Here are descriptions from the maintainer and some benchmarks from users: https://old.reddit.com/r/LocalLLaMA/comments/1i28pfq/umbrella_llama3370b_int4_on_rtx_4070ti_achieving/

[-]

AnduriII@reddit

Qwen2.5 is amazing fpr this limited space

[-]

My_Unbiased_Opinion@reddit

Personally, I would go with Qwen 2.5 7B. Try for Q4KM and KV cache at Q8 and fill the rest up with context. The 7B model is surprisingly robust.

[-]

HumbleTech905@reddit

+1 Qwen2.5 7b

[-]

Electrical_Cut158@reddit

Following

[-]

lmvg@reddit

QWQ 32B - doesn't do well at the lower quants that would allow it to run on my system, just too slow.

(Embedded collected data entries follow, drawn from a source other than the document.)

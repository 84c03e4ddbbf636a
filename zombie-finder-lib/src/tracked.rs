use anyhow::{Context, Result};
use chrono::NaiveDateTime;
use std::fs::File;
use std::io::{BufRead, BufReader};
use std::path::Path;
use tracing::debug;

const EXPIRY_TIME_FORMAT: &str = "%Y-%m-%d %H:%M:%S";

/// A tracked prefix and the moment its withdrawal is considered final.
#[derive(Debug, Clone, PartialEq, Eq, PartialOrd, Ord, Hash)]
pub struct ZombieEntry {
    pub expiry: i64,
    pub prefix: String,
}

impl ZombieEntry {
    pub fn new(prefix: impl Into<String>, expiry: i64) -> Self {
        ZombieEntry {
            expiry,
            prefix: prefix.into(),
        }
    }

    /// Output key under which this entry's snapshot is stored.
    pub fn snapshot_key(&self) -> String {
        format!("{}|{}", self.prefix, self.expiry)
    }

    pub fn quarantine(&self, quarantine_secs: u64) -> QuarantineEntry {
        let secs = i64::try_from(quarantine_secs).unwrap_or(i64::MAX);
        QuarantineEntry {
            activation: self.expiry.saturating_sub(secs),
            prefix: self.prefix.clone(),
            expiry: self.expiry,
        }
    }
}

/// Start of the observation window of a [`ZombieEntry`].
#[derive(Debug, Clone, PartialEq, Eq, PartialOrd, Ord, Hash)]
pub struct QuarantineEntry {
    pub activation: i64,
    pub prefix: String,
    /// Expiry of the zombie entry this window belongs to.
    pub expiry: i64,
}

/// Column positions (0-based) in a pipe-delimited tracked file.
#[derive(Debug, Clone, Copy, PartialEq, Eq)]
pub struct TrackedColumns {
    pub prefix: usize,
    pub expiry: usize,
}

impl Default for TrackedColumns {
    fn default() -> Self {
        // Zombie detector output: id|prefix|time|...
        TrackedColumns {
            prefix: 1,
            expiry: 2,
        }
    }
}

/// Parse an expiry either as `YYYY-MM-DD HH:MM:SS` (UTC) or as epoch seconds.
pub fn parse_expiry(value: &str) -> Result<i64> {
    if let Ok(ts) = value.parse::<i64>() {
        return Ok(ts);
    }
    let dt = NaiveDateTime::parse_from_str(value, EXPIRY_TIME_FORMAT)
        .map_err(|e| anyhow::anyhow!("invalid expiry time '{}': {}", value, e))?;
    Ok(dt.and_utc().timestamp())
}

/// Parse a single non-empty line. Returns `Ok(None)` for blank lines.
pub fn parse_tracked_line(line: &str, columns: TrackedColumns) -> Result<Option<ZombieEntry>> {
    if line.trim().is_empty() {
        return Ok(None);
    }

    let fields: Vec<&str> = line.split('|').map(str::trim).collect();
    let needed = columns.prefix.max(columns.expiry) + 1;
    if fields.len() < needed {
        anyhow::bail!(
            "expected at least {} fields, found {}",
            needed,
            fields.len()
        );
    }

    let prefix = fields[columns.prefix];
    if prefix.is_empty() {
        anyhow::bail!("empty prefix field");
    }
    let expiry = parse_expiry(fields[columns.expiry])?;

    Ok(Some(ZombieEntry::new(prefix, expiry)))
}

pub fn parse_tracked<R: BufRead>(reader: R, columns: TrackedColumns) -> Result<Vec<ZombieEntry>> {
    let mut entries = Vec::new();
    for (idx, line) in reader.lines().enumerate() {
        let line = line?;
        let entry = parse_tracked_line(&line, columns)
            .with_context(|| format!("line {}: '{}'", idx + 1, line))?;
        if let Some(entry) = entry {
            entries.push(entry);
        }
    }
    Ok(entries)
}

/// Read every tracked file. Any malformed line aborts with the offending location.
pub fn read_tracked_files<P: AsRef<Path>>(
    paths: &[P],
    columns: TrackedColumns,
) -> Result<Vec<ZombieEntry>> {
    let mut entries = Vec::new();
    for path in paths {
        let path = path.as_ref();
        let file = File::open(path)
            .with_context(|| format!("failed to open tracked file {}", path.display()))?;
        let parsed = parse_tracked(BufReader::new(file), columns)
            .with_context(|| format!("malformed tracked file {}", path.display()))?;
        debug!("read {} tracked entries from {}", parsed.len(), path.display());
        entries.extend(parsed);
    }
    Ok(entries)
}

What is too slow for you? Mine is 4-5t/s with q4, which for a thinking model I agree is too slow but in nonthinking models it's acceptable I think?

[-]

Qxz3@reddit (OP)

Ya the issue is that it's a thinking model so getting an answer at that speed will take forever. Also at the quants I can run it at, it tends to get stuck in loops it seems.

[-]

AppearanceHeavy6724@reddit

If you like QwQ 32b, you may want to try Qwen-2.5-32b-vl. Vl version is a better storyteller than normal Qwen but slightly worse coder.

[-]

Elegant-Ad3211@reddit

For me Phi-4 q2 was better at coding than Gemma 3 MacBook pro m2 16gb (10gb vram)

R1 was also not bad.

Thanks for this comparison man!

[-]

AppearanceHeavy6724@reddit

I tried Gemma 3 12B IQ4_XS and while it was decent at fiction, it was very bad at coding. Then I had tried Nemo at IQ4 and was as bad at coding as Gemma 3 IQ4_XS and generally dumb. Then I switched my normal workhorse Nemo Q4_K_M it was noticeably better at coding than both previous. Moral of the story - IQ3_XS should not be used, it almost certainly braindamaged esp. at 12b size.

Will try Lyra4 thanks.

[-]

superNova-best@reddit

Have you given Distilled R1 a try? It could solve those issues. Also, consider trying some community-distilled models—maybe flavors of 3.1 8B. The 8B is really good, to be honest; it just needs tuning. There’s also Phi-4—you should give it a try. It worked really well in a role-playing game of mine; it mimicked the characters perfectly.